We see nothing, according to the evidence, but a simple business conducted by Lo-Chim-Lim exclusively,
in his own name, the names of other persons interested in the profits and losses of the business nowhere
appearing. A partnership constituted in such a manner, the existence of which was only known to those
who had an interest in the same, being no mutual agreements between the partners and without a
corporate name indicating to the public in some way that there were other people besides the one who
ostensibly managed and conducted the business, is exactly the accidental partnership of cuentas en
participacion defined in article 239 of the Code of Commerce.

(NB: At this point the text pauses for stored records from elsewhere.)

//! Filter that groups grep/ripgrep matches by file.

use once_cell::sync::Lazy;
use regex::Regex;

use super::{ends_with_newline, ensure_trailing_newline, strip_ansi};
use super::{FilterResult, Strategy};

/// Groups grep and rg output by file with a per-file count and a summary.
pub struct GrepGroupStrategy;

/// Matches grep/rg output lines: `filename:linenum:content` or `filename:content`.
/// Limitation: filenames containing colons are misparsed (the lazy quantifier
/// stops at the first colon). This ambiguity is inherent to grep's output format.
static GREP_FILE_LINE_RE: Lazy<Regex> = Lazy::new(|| Regex::new(r"^(.+?):(\d+:)?(.*)$").unwrap());

/// Matches `Binary file X matches` notices.
static GREP_BINARY_FILE_RE: Lazy<Regex> = Lazy::new(|| Regex::new(r"^Binary file .+ matches").unwrap());

const GREP_MAX_LINES_PER_FILE: usize = 8;
const GREP_HEAD_TAIL: usize = 3;

struct FileGroup<'a> {
    name: &'a str,
    lines: Vec<&'a str>,
}

impl Strategy for GrepGroupStrategy {
    fn name(&self) -> &'static str {
        "grep-group"
    }

    fn can_handle(&self, command: &str, _args: &[String]) -> bool {
        command == "grep" || command == "rg"
    }

    fn reduce(&self, raw: &[u8], _command: &str, _args: &[String], exit_code: i32) -> FilterResult {
        let cleaned = strip_ansi(&String::from_utf8_lossy(raw)).into_owned();
        let had_trailing = ends_with_newline(&cleaned);

        let lines: Vec<&str> = cleaned.split('\n').collect();

        // Small output passes through.
        if lines.len() < 10 {
            return FilterResult { filtered: cleaned, was_reduced: false };
        }

        // Exit 1 is grep's "no matches"; >= 2 is an actual error. Either way
        // there is nothing worth grouping.
        if exit_code != 0 {
            return FilterResult { filtered: cleaned, was_reduced: false };
        }

        let (groups, binary_notices) = parse_groups(&lines);

        if groups.is_empty() {
            return FilterResult { filtered: cleaned, was_reduced: false };
        }

        let mut output: Vec<String> = Vec::new();
        let mut total_matches = 0usize;

        for group in &groups {
            let count = group.lines.len();
            total_matches += count;

            let match_word = if count == 1 { "match" } else { "matches" };
            output.push(format!("{} ({count} {match_word}):", group.name));

            if count <= GREP_MAX_LINES_PER_FILE {
                for line in &group.lines {
                    output.push(format!("  {line}"));
                }
            } else {
                for line in &group.lines[..GREP_HEAD_TAIL] {
                    output.push(format!("  {line}"));
                }
                output.push(format!("  ... {} more", count - GREP_HEAD_TAIL * 2));
                for line in &group.lines[count - GREP_HEAD_TAIL..] {
                    output.push(format!("  {line}"));
                }
            }
        }

        output.extend(binary_notices.iter().map(|line| line.to_string()));
        output.push(String::new());

        let file_count = groups.len();
        let match_word = if total_matches == 1 { "match" } else { "matches" };
        let file_word = if file_count == 1 { "file" } else { "files" };
        output.push(format!("{total_matches} {match_word} across {file_count} {file_word}"));

        let filtered = ensure_trailing_newline(output.join("\n"), had_trailing);
        let was_reduced = filtered.len() < cleaned.len();
        FilterResult { filtered, was_reduced }
    }
}

/// Parses output lines into file groups (first-seen order) and binary notices.
/// Lines that match neither shape are skipped.
fn parse_groups<'a>(lines: &[&'a str]) -> (Vec<FileGroup<'a>>, Vec<&'a str>) {
    let mut groups: Vec<FileGroup<'a>> = Vec::new();
    let mut binary_notices: Vec<&'a str> = Vec::new();

    for &line in lines {
        if line.trim().is_empty() {
            continue;
        }
        // Context separator emitted by grep -A/-B.
        if line == "--" {
            continue;
        }
        if GREP_BINARY_FILE_RE.is_match(line) {
            binary_notices.push(line);
            continue;
        }

        let Some(caps) = GREP_FILE_LINE_RE.captures(line) else {
            continue;
        };
        let filename = caps.get(1).map(|m| m.as_str()).unwrap_or_default();

        match groups.iter_mut().find(|g| g.name == filename) {
            Some(group) => group.lines.push(line),
            None => groups.push(FileGroup { name: filename, lines: vec![line] }),
        }
    }

    (groups, binary_notices)
}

Those who contract with the person under whose name the business of such partnership of cuentas en
participacionis conducted, shall have only a right of action against such person and not against the other
persons interested, and the latter, on the other hand, shall have no right of action against the third person
who contracted with the manager unless such manager formally transfers his right to them. (Art 242 of the
code Of Commerce.) It follows, therefore that the plaintiff has no right to demand from the appellants the
payment of the amount claimed in the complaint, as Lo-Chim-Lim was the only one who contracted with
him. the action of the plaintiff lacks, therefore, a legal foundation and should be accordingly dismissed.